We wanted to take the human-centered design approach of first looking to understand the needs of the community before proposing a solution. Wards 7 and 8 have asthma prevalence rates twice that of Ward 3 and disproportionately large ER utilization rates. To figure out why this was happening, we researched general causes of asthma and then focused on what specific challenges DC parents and children were facing. We didn’t have a solution coming into the process because HCD has taught us that you can only identify a solution once you understand the needs of the community and the gaps that need to be filled.
What is the biggest challenge you face in addressing the problem you seek to solve?
Asthma is an incredibly complicated issue. There are many interrelated causes which makes finding a solution complicated. For example, substandard housing and the stresses associated with poverty can exacerbate asthma symptoms, but one is hard to solve without addressing both. We wanted to come up with a solution that would be impactful and address as many of DC’s identified barriers as possible while still being feasible.

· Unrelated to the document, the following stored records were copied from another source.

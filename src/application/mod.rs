// Application layer - Use cases and the ports they depend on
pub mod errors;
pub mod price_repository;
pub mod price_service;
pub mod price_source;
pub mod sync_service;
// Calendar helpers - all day boundaries are Spanish peninsular time
use chrono::{
    DateTime, Days, DurationRound, LocalResult, NaiveDate, NaiveTime, TimeDelta, TimeZone, Utc,
};
use chrono_tz::Tz;

pub const MARKET_TZ: Tz = chrono_tz::Europe::Madrid;

/// First instant of a calendar day in the market timezone.
pub fn start_of_day(date: NaiveDate) -> DateTime<Utc> {
    let midnight = date.and_time(NaiveTime::MIN);
    MARKET_TZ
        .from_local_datetime(&midnight)
        .earliest()
        .map(|dt| dt.with_timezone(&Utc))
        // Madrid has no DST jump at midnight, keep a total function anyway
        .unwrap_or_else(|| midnight.and_utc())
}

/// Calendar day (market timezone) an instant falls on.
pub fn local_day(instant: DateTime<Utc>) -> NaiveDate {
    instant.with_timezone(&MARKET_TZ).date_naive()
}

/// Start of the hour containing `instant`.
pub fn start_of_hour(instant: DateTime<Utc>) -> DateTime<Utc> {
    instant
        .duration_trunc(TimeDelta::hours(1))
        .unwrap_or(instant)
}

pub fn next_day(date: NaiveDate) -> NaiveDate {
    date.checked_add_days(Days::new(1)).unwrap_or(date)
}

/// Half-open `[start, end)` window covering `days` calendar days ending with `date`.
pub fn day_window(date: NaiveDate, days: u32) -> (DateTime<Utc>, DateTime<Utc>) {
    let first = date
        .checked_sub_days(Days::new(u64::from(days.saturating_sub(1))))
        .unwrap_or(date);
    (start_of_day(first), start_of_day(next_day(date)))
}

/// Instant of a local wall-clock hour, `None` if it does not exist (spring DST gap).
/// The repeated autumn hour resolves to its first occurrence.
pub fn local_hour(date: NaiveDate, hour: u32) -> Option<DateTime<Utc>> {
    local_hour_instants(date, hour).first().copied()
}

/// Every instant a local wall-clock hour maps to, oldest first.
///
/// Two on the autumn DST day for the repeated hour, none in the spring gap.
pub fn local_hour_instants(date: NaiveDate, hour: u32) -> Vec<DateTime<Utc>> {
    let Some(time) = NaiveTime::from_hms_opt(hour, 0, 0) else {
        return Vec::new();
    };
    match MARKET_TZ.from_local_datetime(&date.and_time(time)) {
        LocalResult::Single(dt) => vec![dt.with_timezone(&Utc)],
        LocalResult::Ambiguous(first, second) => {
            vec![first.with_timezone(&Utc), second.with_timezone(&Utc)]
        }
        LocalResult::None => Vec::new(),
    }
}

/// Whether the given day has not started yet at `now`.
pub fn is_future_day(date: NaiveDate, now: DateTime<Utc>) -> bool {
    start_of_day(date) > now
}

pub fn format_hour(instant: DateTime<Utc>) -> String {
    instant.with_timezone(&MARKET_TZ).format("%H:%M").to_string()
}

Is there anything new you have learned about crafting policy through participating in the Challenge?
It has reinforced how important it is to understand the people who the policy will affect. We interviewed many people and really tried to get as much information as possible about the typical asthmatic patient and typical asthmatic family. I think this process can sometimes get lost in policy making. Additionally, we think it is important to keep an open mind about possible alternatives and solutions.
What inspired your proposal?
We saw a statistic that said that DC was the third worst ranked state in asthma prevalence (CDC, 2014) and were shocked. When we looked at a map of asthma rates across D.C.’s wards, we were even more taken aback in the difference in rates and ER utilization between locations just a couple miles apart. We are both passionate about health and environmental policy and how those policies interact with health equity needs. As soon as we talked about it, it felt like the right issue to address.
Say your solution is implemented/funded/approved. How would you define success after 5 years?
We would like to see utilization of the community home visits lead to lower utilization of the ER, fewer hospitalizations for asthma, reduced burdens and stress on affected families, lower rates of acute asthma attacks, and more preventative treatment of asthma. We would love to see families be able to feel like they can manage this chronic illness.
How has your involvement in the Policy Innovation Lab impacted the development of your solution?
Because the Policy Innovation Lab focuses on human-centered design thinking, racial equity, and community engagement, I think we had an amazing foundation off of which we could build. The Lab gave us a framework to try to address these policy needs. Additionally, the guidance of Margaret O’Bryon was invaluable in figuring out who to talk in D.C. about what is already happening around asthma care.